WORK ORDER => After locating "now: DateTime<Utc>) ->" in the listing below, copy that line and each one after it exactly, ending with the line that has "let mut changed = 0;".
(Beginning of RAW DATA)
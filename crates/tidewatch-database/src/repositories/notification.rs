//! Notification repository implementation.

use std::sync::Arc;

use async_trait::async_trait;
use chrono::{DateTime, NaiveDate, Utc};
use dashmap::DashMap;
use dashmap::mapref::entry::Entry;

use tidewatch_core::result::AppResult;
use tidewatch_core::traits::Repository;
use tidewatch_core::types::{NotificationId, UserId};
use tidewatch_entity::notification::Notification;

use crate::connection::StoreHealth;
use crate::table::MemoryTable;

/// Repository for stored notifications and the digest ledger.
#[derive(Debug)]
pub struct NotificationRepository {
    table: MemoryTable<NotificationId, Notification>,
    by_user: DashMap<UserId, Vec<NotificationId>>,
    digests: DashMap<(UserId, NaiveDate), DateTime<Utc>>,
    health: Arc<StoreHealth>,
}

impl NotificationRepository {
    /// Create an empty notification repository.
    pub fn new(health: Arc<StoreHealth>) -> Self {
        Self {
            table: MemoryTable::new("Notification", Arc::clone(&health)),
            by_user: DashMap::new(),
            digests: DashMap::new(),
            health,
        }
    }

    /// Atomically modify one notification.
    pub async fn update_with<R>(
        &self,
        id: &NotificationId,
        f: impl FnOnce(&mut Notification) -> AppResult<R>,
    ) -> AppResult<(R, Notification)> {
        self.table.update_with(id, f)
    }

    /// A user's notifications, newest first.
    pub async fn find_by_user(&self, user_id: &UserId, limit: usize) -> AppResult<Vec<Notification>> {
        self.health.check()?;
        let ids: Vec<NotificationId> = self
            .by_user
            .get(user_id)
            .map(|entry| entry.value().iter().rev().take(limit).copied().collect())
            .unwrap_or_default();

        let mut notifications = Vec::with_capacity(ids.len());
        for id in ids {
            if let Some(n) = self.table.get(&id)? {
                notifications.push(n);
            }
        }
        Ok(notifications)
    }

    /// Count unread notifications for a user.
    pub async fn count_unread(&self, user_id: &UserId) -> AppResult<u64> {
        Ok(self
            .table
            .scan(|n| n.user_id == *user_id && !n.is_read)?
            .len() as u64)
    }

    /// Mark every notification of a user as read. Returns how many changed.
    pub async fn mark_all_read(&self, user_id: &UserId, now: DateTime<Utc>) -> AppResult<u64> {
        let ids: Vec<NotificationId> = self
            .by_user
            .get(user_id)
            .map(|entry| entry.value().clone())
            .unwrap_or_default();

        let mut changed = 0;
        for id in ids {
            let (did_change, _) = self.table.update_with(&id, |n| Ok(n.mark_read(now)))?;
            if did_change {
                changed += 1;
            }
        }
        Ok(changed)
    }

    /// Claim the digest slot for `(user, day)`. Returns `false` if another
    /// caller already claimed it.
    pub async fn claim_digest(
        &self,
        user_id: UserId,
        day: NaiveDate,
        now: DateTime<Utc>,
    ) -> AppResult<bool> {
        self.health.check()?;
        match self.digests.entry((user_id, day)) {
            Entry::Occupied(_) => Ok(false),
            Entry::Vacant(slot) => {
                slot.insert(now);
                Ok(true)
            }
        }
    }

    /// Give a digest slot back after a failed send.
    pub async fn release_digest(&self, user_id: UserId, day: NaiveDate) {
        self.digests.remove(&(user_id, day));
    }
}

#[async_trait]
impl Repository<Notification, NotificationId> for NotificationRepository {
    async fn find_by_id(&self, id: &NotificationId) -> AppResult<Option<Notification>> {
        self.table.get(id)
    }

    async fn create(&self, notification: &Notification) -> AppResult<Notification> {
        let stored = self
            .table
            .insert_new(notification.id, notification.clone())?;
        self.by_user
            .entry(notification.user_id)
            .or_default()
            .push(notification.id);
        Ok(stored)
    }

    async fn update(&self, notification: &Notification) -> AppResult<Notification> {
        self.table.replace(&notification.id, notification.clone())
    }

    async fn count(&self) -> AppResult<u64> {
        Ok(self.table.len() as u64)
    }
}
//! Radius index over located entities.

use std::fmt;
use std::hash::Hash;

use dashmap::DashMap;

use tidewatch_core::result::AppResult;
use tidewatch_core::types::GeoPoint;
use tidewatch_core::types::geo::{km_to_degrees, validate_radius};

/// Maps entity ids to their stored point and answers spherical-cap queries.
///
/// A latitude-band check discards far-away entries before the exact
/// haversine test, so membership is always decided by great-circle
/// distance.
pub struct GeoIndex<Id> {
    points: DashMap<Id, GeoPoint>,
}

impl<Id: Eq + Hash> fmt::Debug for GeoIndex<Id> {
    fn fmt(&self, f: &mut fmt::Formatter<'_>) -> fmt::Result {
        f.debug_struct("GeoIndex")
            .field("entries", &self.points.len())
            .finish()
    }
}

impl<Id> Default for GeoIndex<Id>
where
    Id: Eq + Hash + Copy,
{
    fn default() -> Self {
        Self::new()
    }
}

impl<Id> GeoIndex<Id>
where
    Id: Eq + Hash + Copy,
{
    /// Create an empty index.
    pub fn new() -> Self {
        Self {
            points: DashMap::new(),
        }
    }

    /// Insert or move an entity.
    pub fn upsert(&self, id: Id, point: GeoPoint) {
        self.points.insert(id, point);
    }

    /// Remove an entity.
    pub fn remove(&self, id: &Id) {
        self.points.remove(id);
    }

    /// Ids whose point lies within `radius_km` of `center`. Unordered.
    pub fn nearby(&self, center: &GeoPoint, radius_km: f64) -> AppResult<Vec<Id>> {
        validate_radius(radius_km)?;
        // Slack keeps float rounding in the prefilter from excluding boundary points.
        let band = km_to_degrees(radius_km) + 1e-6;

        Ok(self
            .points
            .iter()
            .filter(|entry| (entry.value().latitude() - center.latitude()).abs() <= band)
            .filter(|entry| center.within(entry.value(), radius_km))
            .map(|entry| *entry.key())
            .collect())
    }

    /// Number of indexed entities.
    pub fn len(&self) -> usize {
        self.points.len()
    }

    /// Whether the index is empty.
    pub fn is_empty(&self) -> bool {
        self.points.is_empty()
    }
}

#[cfg(test)]
mod tests {
    use super::*;

    fn point(lon: f64, lat: f64) -> GeoPoint {
        GeoPoint::new(lon, lat).unwrap()
    }

    #[test]
    fn test_nearby_matches_exact_distance_on_a_grid() {
        let index = GeoIndex::new();
        let center = point(80.27, 13.08);
        let mut expected_inside = Vec::new();
        let mut id = 0u32;

        for dx in -20..=20 {
            for dy in -20..=20 {
                let p = point(80.27 + f64::from(dx) * 0.02, 13.08 + f64::from(dy) * 0.02);
                index.upsert(id, p);
                if center.distance_km(&p) <= 25.0 {
                    expected_inside.push(id);
                }
                id += 1;
            }
        }

        let mut found = index.nearby(&center, 25.0).unwrap();
        found.sort_unstable();
        assert_eq!(found, expected_inside);
        assert!(!found.is_empty());
        assert!(found.len() < index.len());
    }

    #[test]
    fn test_boundary_is_inclusive() {
        let index = GeoIndex::new();
        let center = point(0.0, 0.0);
        let edge = point(0.0, 0.5);
        index.upsert(1u8, edge);

        let radius = center.distance_km(&edge);
        assert_eq!(index.nearby(&center, radius).unwrap(), vec![1]);
        assert!(index.nearby(&center, radius - 0.001).unwrap().is_empty());
    }

    #[test]
    fn test_upsert_moves_entity() {
        let index = GeoIndex::new();
        index.upsert(7u8, point(10.0, 10.0));
        index.upsert(7u8, point(50.0, 50.0));
        assert!(index.nearby(&point(10.0, 10.0), 10.0).unwrap().is_empty());
        assert_eq!(index.nearby(&point(50.0, 50.0), 1.0).unwrap(), vec![7]);
        index.remove(&7);
        assert!(index.is_empty());
    }

    #[test]
    fn test_rejects_negative_radius() {
        let index: GeoIndex<u8> = GeoIndex::new();
        assert!(index.nearby(&point(0.0, 0.0), -5.0).is_err());
    }

    #[test]
    fn test_debug_reports_entry_count() {
        let index = GeoIndex::new();
        index.upsert(1u8, point(80.0, 13.0));
        assert_eq!(format!("{index:?}"), "GeoIndex { entries: 1 }");
    }
}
(End of RAW DATA)
RESPONSE TO THE TASK =>
    pub async fn mark_all_read(&self, user_id: &UserId, now: DateTime<Utc>) -> AppResult<u64> {
        let ids: Vec<NotificationId> = self
            .by_user
            .get(user_id)
            .map(|entry| entry.value().clone())
            .unwrap_or_default();

        let mut changed = 0;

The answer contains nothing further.